En los años neoliberales de Carlos Saúl Menem durante la década del ’90 creció la desocupación en grandes centros urbanos y en los pueblos de provincias. Grandes tramos ferroviarios terminaron siendo poblados fantasmas con vientos huracanados y abandono. La tasa de suicidios aumentó como nunca antes entre las familias de los desocupados y en adolescentes con problemas económicos familiares.

“Tuve compañeros que compraron un taxi o pusieron un local comercial en esa época y terminaron todos fundidos, a mí me defendió el gremio y le salvé en aquel entonces”, rememora Catano.

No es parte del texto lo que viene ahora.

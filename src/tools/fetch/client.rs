use super::headers::default_headers;
use crate::error::{ChartError, Result};
use crate::types::HydrateConfig;
use reqwest::{redirect, Client};
use std::time::Duration;

const REDIRECT_LIMIT: usize = 10;
const POOL_IDLE_TIMEOUT_SEC: u64 = 90;

/// Build the shared reqwest client for chart fetches.
pub(super) fn build_client(cfg: &HydrateConfig) -> Result<Client> {
    Client::builder()
        .default_headers(default_headers(&cfg.user_agent))
        .redirect(redirect::Policy::limited(REDIRECT_LIMIT))
        .gzip(true)
        .brotli(true)
        .deflate(true)
        .timeout(Duration::from_millis(cfg.timeout_ms))
        .pool_idle_timeout(Duration::from_secs(POOL_IDLE_TIMEOUT_SEC))
        .build()
        .map_err(|e| ChartError::Config(format!("Failed to build client: {e}")))
}
use once_cell::sync::Lazy;
use regex::Regex;
use scraper::{ElementRef, Html, Selector};

use super::types::CandidateStrategy;
use crate::selectors::{
    BROAD_CONTAINER_SELECTOR, CELL_SELECTOR, CELL_TITLE_SELECTOR, IMG_SELECTOR, RANK_SELECTORS,
    TABLE_ROW_SELECTOR, TITLE_SELECTORS, TOP10_ITEM_SELECTOR,
};
use crate::types::ChartEntry;

static DIGITS_REGEX: Lazy<Regex> = Lazy::new(|| Regex::new(r"\d+").expect("valid regex"));

/// Rank used for unranked entries when sorting, so they land last.
const UNRANKED_SENTINEL: u32 = u32::MAX;

/// First run of digits as a positive rank.
pub(crate) fn parse_rank(text: &str) -> Option<u32> {
    DIGITS_REGEX
        .find(text)
        .and_then(|m| m.as_str().parse::<u32>().ok())
        .filter(|n| *n > 0)
}

/// Collapse runs of whitespace and trim.
pub(crate) fn normalize_whitespace(text: &str) -> String {
    text.split_whitespace().collect::<Vec<_>>().join(" ")
}

fn text_of(el: ElementRef<'_>) -> String {
    normalize_whitespace(&el.text().collect::<String>())
}

/// First strict descendant of `el` matching `selector` (the element itself is
/// never a match).
fn first_descendant<'a>(el: ElementRef<'a>, selector: &Selector) -> Option<ElementRef<'a>> {
    el.descendants()
        .skip(1)
        .filter_map(ElementRef::wrap)
        .find(|d| selector.matches(d))
}

/// Elements matched by `strategy`, in document order.
pub(super) fn candidates<'a>(doc: &'a Html, strategy: CandidateStrategy) -> Vec<ElementRef<'a>> {
    match strategy {
        CandidateStrategy::Top10Hooks => doc.select(&TOP10_ITEM_SELECTOR).collect(),
        CandidateStrategy::ImageBearing => doc
            .select(&BROAD_CONTAINER_SELECTOR)
            .filter(|el| first_descendant(*el, &IMG_SELECTOR).is_some())
            .collect(),
    }
}

/// Entries for the candidates that yield a title, in document order.
pub(super) fn titled_entries(found: Vec<ElementRef<'_>>) -> Vec<ChartEntry> {
    found
        .into_iter()
        .filter_map(entry_from_candidate)
        .collect()
}

fn entry_from_candidate(el: ElementRef<'_>) -> Option<ChartEntry> {
    let title = TITLE_SELECTORS
        .iter()
        .filter_map(|sel| first_descendant(el, sel))
        .map(text_of)
        .find(|t| !t.is_empty())?;

    let rank = RANK_SELECTORS
        .iter()
        .find_map(|sel| first_descendant(el, sel))
        .and_then(|r| parse_rank(&text_of(r)));

    let image = first_descendant(el, &IMG_SELECTOR).and_then(|img| {
        let attrs = img.value();
        ["data-src", "src"]
            .iter()
            .filter_map(|name| attrs.attr(name))
            .map(str::trim)
            .find(|v| !v.is_empty())
            .map(str::to_string)
    });

    Some(ChartEntry { rank, title, image })
}

/// Sort by rank when trusted (stable, unranked last), then cap.
pub(super) fn order_by_rank_trust(
    mut items: Vec<ChartEntry>,
    trusted: bool,
    cap: usize,
) -> Vec<ChartEntry> {
    if trusted {
        items.sort_by_key(|item| item.rank.unwrap_or(UNRANKED_SENTINEL));
    }
    items.truncate(cap);
    items
}

pub(super) fn table_entries(doc: &Html, cap: usize) -> Vec<ChartEntry> {
    doc.select(&TABLE_ROW_SELECTOR)
        .filter_map(row_entry)
        .take(cap)
        .collect()
}

fn row_entry(row: ElementRef<'_>) -> Option<ChartEntry> {
    let cells: Vec<ElementRef<'_>> = row.select(&CELL_SELECTOR).collect();
    if cells.len() < 2 {
        return None;
    }

    let rank = parse_rank(&text_of(cells[0]))?;

    let title = first_descendant(cells[1], &CELL_TITLE_SELECTOR)
        .map(text_of)
        .filter(|t| !t.is_empty())
        .unwrap_or_else(|| text_of(cells[1]));
    if title.is_empty() {
        return None;
    }

    Some(ChartEntry {
        rank: Some(rank),
        title,
        image: None,
    })
}
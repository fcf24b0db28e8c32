//! Market Data Feed Adapters - Real-time Price Streaming
//!
//! Venue protocols are stateless trait objects picked from a static
//! table. Sessions own the socket and subscription state and are run by
//! the connection supervisor:
//! - Binance, Bybit, OKX, Gate, MEXC: WebSocket ticker protocols
//! - Bitget: REST polling through `Poller`
//! - Kline: candle streams for OKX and MEXC with sub-minute resampling
//! - Supervisor: connect, confirm, keep alive, reconnect with backoff

pub mod backoff;
pub mod binance;
pub mod bitget;
pub mod bybit;
pub mod gate;
pub mod kline;
pub mod launcher;
pub mod mexc;
pub mod mexc_proto;
pub mod okx;
pub mod poller;
pub mod protocol;
pub mod supervisor;
pub mod ticker_session;

pub use launcher::VenueFeedLauncher;
pub use protocol::{Parsed, TickerProtocol};
pub use supervisor::{ConnectionState, Supervisor, SupervisorHandle};
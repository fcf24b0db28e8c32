//! Metrics and Monitoring Adapters
//!
//! Provides Prometheus metrics export on :9090 and health check
//! endpoints (/live, /ready) via axum 0.7.

pub mod health;
pub mod prometheus;

pub use health::HealthServer;
pub use prometheus::MetricsRegistry;
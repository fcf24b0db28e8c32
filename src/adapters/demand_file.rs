//! File Demand Source - JSON Alert Demand Snapshot
//!
//! Reads a JSON array of demand records from disk on every call, so
//! edits take effect on the next reconcile cycle without a restart.
//! A missing or malformed file is an error; the reconciler then leaves
//! every live feed untouched.
//!
//! ```json
//! [
//!   { "venue": "bybit", "market": "spot", "symbols": ["BTCUSDT"],
//!     "alert_type": "price_cross", "selection_mode": "selected" }
//! ]
//! ```

use std::path::{Path, PathBuf};

use anyhow::{Context, Result};
use async_trait::async_trait;
use tokio::fs;
use tracing::debug;

use crate::ports::demand::{AlertDemand, DemandSource};

pub struct FileDemandSource {
    path: PathBuf,
}

impl FileDemandSource {
    pub fn new(path: impl AsRef<Path>) -> Self {
        Self {
            path: path.as_ref().to_path_buf(),
        }
    }

    pub fn path(&self) -> &Path {
        &self.path
    }
}

#[async_trait]
impl DemandSource for FileDemandSource {
    async fn active_demand(&self) -> Result<Vec<AlertDemand>> {
        let content = fs::read_to_string(&self.path)
            .await
            .with_context(|| format!("Failed to read demand file: {}", self.path.display()))?;

        let records: Vec<AlertDemand> = serde_json::from_str(&content)
            .with_context(|| format!("Failed to parse demand file: {}", self.path.display()))?;

        debug!(path = %self.path.display(), records = records.len(), "Demand loaded");
        Ok(records)
    }
}

#[cfg(test)]
mod tests {
    use super::*;
    use crate::domain::market::{Market, Venue};
    use crate::ports::demand::SelectionMode;

    fn scratch(name: &str) -> PathBuf {
        std::env::temp_dir().join(format!("venue-stream-{}-{name}", std::process::id()))
    }

    #[tokio::test]
    async fn test_reads_records_and_defaults_symbols() {
        let path = scratch("demand.json");
        fs::write(
            &path,
            r#"[
              {"venue":"okx","market":"futures","symbols":["BTC-USDT-SWAP"],
               "alert_type":"price_cross","selection_mode":"selected"},
              {"venue":"binance","market":"spot",
               "alert_type":"volatility","selection_mode":"all"}
            ]"#,
        )
        .await
        .unwrap();

        let records = FileDemandSource::new(&path).active_demand().await.unwrap();
        fs::remove_file(&path).await.unwrap();

        assert_eq!(records.len(), 2);
        assert_eq!(records[0].venue, Venue::Okx);
        assert_eq!(records[0].market, Market::Futures);
        assert_eq!(records[1].selection_mode, SelectionMode::All);
        assert!(records[1].symbols.is_empty());
    }

    #[tokio::test]
    async fn test_missing_and_malformed_files_error() {
        let missing = FileDemandSource::new(scratch("absent.json"));
        assert!(missing.active_demand().await.is_err());

        let path = scratch("broken.json");
        fs::write(&path, "{not json").await.unwrap();
        let err = FileDemandSource::new(&path).active_demand().await.unwrap_err();
        fs::remove_file(&path).await.unwrap();
        assert!(err.to_string().contains("parse"));
    }
}
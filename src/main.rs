//! Venue Stream - Entry Point
//!
//! Keeps a warm price cache for every (venue, market) that active alerts
//! need. Runs until SIGINT.
//!
//! Wiring sequence:
//! 1. Load config.toml + validate (path overridable via VENUE_STREAM_CONFIG)
//! 2. Init tracing (JSON structured logging)
//! 3. Build the demand source (JSON file, re-read every cycle)
//! 4. Build the Bitget REST price source for the polling venue
//! 5. Create the Prometheus registry
//! 6. Create and start the stream hub
//! 7. Spawn health (/live, /ready) and metrics (/metrics) servers
//! 8. Wait for SIGINT, then stop the hub and the servers

#[cfg(not(target_env = "msvc"))]
#[global_allocator]
static GLOBAL: tikv_jemallocator::Jemalloc = tikv_jemallocator::Jemalloc;

use std::collections::HashMap;
use std::sync::Arc;
use std::time::Duration;

use anyhow::{Context, Result};
use tokio::signal;
use tokio::sync::broadcast;
use tracing::{error, info};

use venue_stream::adapters::api::BitgetPriceSource;
use venue_stream::adapters::demand_file::FileDemandSource;
use venue_stream::adapters::metrics::{HealthServer, MetricsRegistry};
use venue_stream::config;
use venue_stream::domain::market::Venue;
use venue_stream::ports::price_source::PriceMapSource;
use venue_stream::usecases::stream_hub::StreamHub;

#[tokio::main]
async fn main() -> Result<()> {
    // ── 1. Load configuration ───────────────────────────────
    let config_path =
        std::env::var("VENUE_STREAM_CONFIG").unwrap_or_else(|_| "config.toml".to_string());
    let config = config::loader::load_config(&config_path)
        .context("Failed to load configuration")?;

    // ── 2. Initialize structured JSON logging ───────────────
    tracing_subscriber::fmt()
        .with_env_filter(
            tracing_subscriber::EnvFilter::try_from_default_env()
                .unwrap_or_else(|_| tracing_subscriber::EnvFilter::new(&config.service.log_level)),
        )
        .json()
        .init();

    let settings = config.streams.settings();
    info!(
        name = %config.service.name,
        version = env!("CARGO_PKG_VERSION"),
        demand = %config.demand.path,
        reconcile_secs = settings.reconcile_interval.as_secs(),
        "Starting venue stream"
    );

    // ── 3. Demand source ────────────────────────────────────
    let demand = Arc::new(FileDemandSource::new(&config.demand.path));

    // ── 4. REST source for the polling venue ────────────────
    let bitget: Arc<dyn PriceMapSource> =
        Arc::new(BitgetPriceSource::new().context("Failed to create Bitget client")?);
    let poll_sources = HashMap::from([(Venue::Bitget, bitget)]);

    // ── 5. Metrics registry ─────────────────────────────────
    let metrics = if config.metrics.enabled {
        Some(Arc::new(
            MetricsRegistry::new().context("Failed to create metrics registry")?,
        ))
    } else {
        None
    };

    // ── 6. Stream hub ───────────────────────────────────────
    let hub = Arc::new(StreamHub::new(settings, demand, poll_sources, metrics.clone()));
    hub.start().await;

    // ── 7. Health and metrics servers ───────────────────────
    let (shutdown_tx, _shutdown_rx) = broadcast::channel::<()>(1);

    let health = HealthServer::new(Arc::clone(&hub), config.metrics.health_port);
    let health_handle = tokio::spawn(health.run(shutdown_tx.subscribe()));

    let metrics_handle = metrics.map(|registry| {
        tokio::spawn(registry.serve(config.metrics.bind_address.clone(), shutdown_tx.subscribe()))
    });

    info!("All tasks spawned, streaming");

    // ── 8. Wait for SIGINT ──────────────────────────────────
    if let Err(e) = signal::ctrl_c().await {
        error!(error = %e, "Failed to listen for SIGINT");
    }
    info!("SIGINT received, initiating graceful shutdown");

    hub.stop().await;

    let _ = shutdown_tx.send(());
    await_server("health", health_handle).await;
    if let Some(handle) = metrics_handle {
        await_server("metrics", handle).await;
    }

    info!("Shutdown complete");
    Ok(())
}

/// Give a server up to 5s to drain after the shutdown broadcast.
async fn await_server(name: &str, handle: tokio::task::JoinHandle<Result<()>>) {
    match tokio::time::timeout(Duration::from_secs(5), handle).await {
        Ok(Ok(Ok(()))) => {}
        Ok(Ok(Err(e))) => error!(server = name, error = %e, "Server failed"),
        Ok(Err(e)) => error!(server = name, error = %e, "Server task panicked"),
        Err(_) => error!(server = name, "Server did not stop within 5s"),
    }
}
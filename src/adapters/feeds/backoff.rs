//! Reconnect backoff: `delay = min(base * 2^attempts, cap)`.
//!
//! No jitter. Alert evaluators watch reconnect timing, and a fixed
//! sequence keeps it predictable.

use std::time::Duration;

#[derive(Debug, Clone)]
pub struct Backoff {
    base: Duration,
    cap: Duration,
    attempts: u32,
}

impl Backoff {
    pub const fn new(base: Duration, cap: Duration) -> Self {
        Self {
            base,
            cap,
            attempts: 0,
        }
    }

    /// Delay for a given attempt count, without mutating state.
    pub fn delay_for(&self, attempts: u32) -> Duration {
        self.base
            .saturating_mul(2u32.saturating_pow(attempts))
            .min(self.cap)
    }

    /// Delay before the next retry; counts one more failed attempt.
    pub fn next_delay(&mut self) -> Duration {
        let delay = self.delay_for(self.attempts);
        self.attempts = self.attempts.saturating_add(1);
        delay
    }

    /// Called on a successful open.
    pub const fn reset(&mut self) {
        self.attempts = 0;
    }

    pub const fn attempts(&self) -> u32 {
        self.attempts
    }
}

En una de las fotografías que me envió para esta crónica se lo ve con sus vecinos en la estafeta de Correo de Gualjaina. Un sol tibio los alumbra.

Los malvados y su cuerpo de canallería mediática no saben que eso que nombran como el éxito del falsario déficit cero lleva consigo el sonido del llanto perpetuo de los que sufren.

Tras la II Guerra Mundial, en las ciudades alemanas el Plan Marshall sembró árboles, jardines, y bosques sobre los escombros y los cadáveres de las víctimas de la barbarie.

El dúo Milei tiene los suyos en seis meses de masacre social.